Google have accused Uber of stealing trade secrets in the self-driving cars war. Their parent company Alphabet has filed papers against Uber Technologies over the secrets used to launch its own autonomous vehicle program.
Alphabet have pinpointed Anthony Levandowski, a key player in the Google self-driving car project, and accused him of secretly downloading 14,000 files before running off to startup self-driving truck firm Otto, which was acquired by Uber last year.
The Google self-driving car project – now titled Waymo – states that they developed a laser sensor for self-driving navigation which is now being used by Uber Technologies.
According to the lawsuit filed by Alphabet in the US District Court in San Francisco, Waymo also claims other former employees who are now working at Uber allegedly downloaded confidential information along with supplier lists and manufacturing details.

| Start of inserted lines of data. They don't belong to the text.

//! Builder API for ergonomic table and machine construction.
//!
//! This module provides fluent builders and a macro for describing
//! transition tables with minimal boilerplate. Every builder validates its
//! input when `build` is called and reports problems as [`ConfigError`].

pub mod error;
pub mod machine;
pub mod macros;
pub mod state;
pub mod table;

pub use error::ConfigError;
pub use machine::StateMachineBuilder;
pub use state::StateBuilder;
pub use table::TableBuilder;

/// Build a cyclic table where one event walks `states` in order and wraps
/// from the last back to the first.
///
/// # Example
///
/// ```
/// use waymark::builder::cycle;
///
/// let table = cycle("TIMER", ["red", "green", "yellow"]).build().unwrap();
///
/// assert_eq!(table.target("red", "TIMER"), Some("green"));
/// assert_eq!(table.target("yellow", "TIMER"), Some("red"));
/// ```
pub fn cycle<I, S>(event: &str, states: I) -> TableBuilder
where
    I: IntoIterator<Item = S>,
    S: Into<String>,
{
    let names: Vec<String> = states.into_iter().map(Into::into).collect();
    let next = names.iter().skip(1).chain(names.first());
    names
        .iter()
        .zip(next)
        .fold(TableBuilder::new(), |table, (from, to)| {
            table.transition(from.as_str(), event, to.as_str())
        })
}
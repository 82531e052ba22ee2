//! Loading a Machine from JSON
//!
//! Machines can be described as data and loaded at runtime. Entry actions
//! are attached by state name after loading.
//!
//! Run with: cargo run --example json_config [path/to/machine.json]

use tracing_subscriber::EnvFilter;
use waymark::{ConfigError, MachineConfig};

const ORDER: &str = r#"{
    "initial": "cart",
    "history_limit": 16,
    "states": {
        "cart":      { "on": { "CHECKOUT": "payment" } },
        "payment":   { "on": { "PAID": "shipped", "CANCEL": "cart" } },
        "shipped":   { "on": { "DELIVER": "delivered" } },
        "delivered": {}
    }
}"#;

fn main() -> Result<(), ConfigError> {
    let filter = EnvFilter::try_from_default_env().unwrap_or_else(|_| EnvFilter::new("info"));
    tracing_subscriber::fmt().with_env_filter(filter).init();

    let config = match std::env::args().nth(1) {
        Some(path) => MachineConfig::from_path(path)?,
        None => MachineConfig::from_json_str(ORDER)?,
    };

    println!("=== Machine from JSON ===\n");
    println!("{}\n", config.to_json_string()?);

    let machine = config
        .into_builder()
        .on_enter("delivered", || println!("Order delivered"))
        .build()?;

    // Take the last available event each step; bounded in case the table cycles.
    for _ in 0..32 {
        if machine.is_terminal() {
            break;
        }
        let Some(event) = machine.available_events().last().map(|e| e.to_string()) else {
            break;
        };
        if let Err(e) = machine.send(&event) {
            eprintln!("send failed: {e}");
            break;
        }
    }

    println!("\nPath: {}", machine.history().get_path().join(" -> "));
    Ok(())
}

The Wall Street Journal states that Waymo’s complaint said the “defendants leveraged stolen information to shortcut the process and purportedly build a comparable (laser sensor) system in only nine months.”
Uber have so far declined to comment on the situation but have said that they are investigating the claims. “We take the allegations made against Otto and Uber employees seriously and we will review this matter carefully,” an Uber spokeswoman said.
Waymo states that it spent thousands of hours and millions of dollars to develop the laser-sensor system and “misappropriating this technology is akin to stealing a secret recipe from a beverage company.”
Waymo claim that not only were trade secrets stolen but also “circuit board designs for Waymo’s lidar, or light detection and ranging system used to guide a vehicle.”
Waymo claims that a month before Levandowski left the company in January 2016, he “took extraordinary efforts to raid Waymo’s design server and then conceal his activities”.
“took extraordinary efforts to raid Waymo’s design server and then conceal his activities”
Reports say that Uber bought Otto for $680 million shortly after Levandowski received a multimillion dollar compensation check from Alphabet in August 2016.
The law suit is the latest in a long line of problems to affect the once strong relationship between two of the leading technology companies in the world.
Google initially ploughed $258 million of investment into Uber and there was a strong partnership forging between executives of the two companies. However, as Uber started to expand and innovate the relationship soured.
Far beyond the self-driving cars issue, Uber has started to develop its own mapping software, rather than using Google Maps, and launched a delivery service that competes with its rival. Meanwhile, Google have jumped on the ride-sharing service sector and has taken Uber head on.
It remains to be seen what the outcome of this legal battle is, but what’s certain is it will become a benchmark for how technology companies hire, fire and use their staff force – and protect their design technology in the future.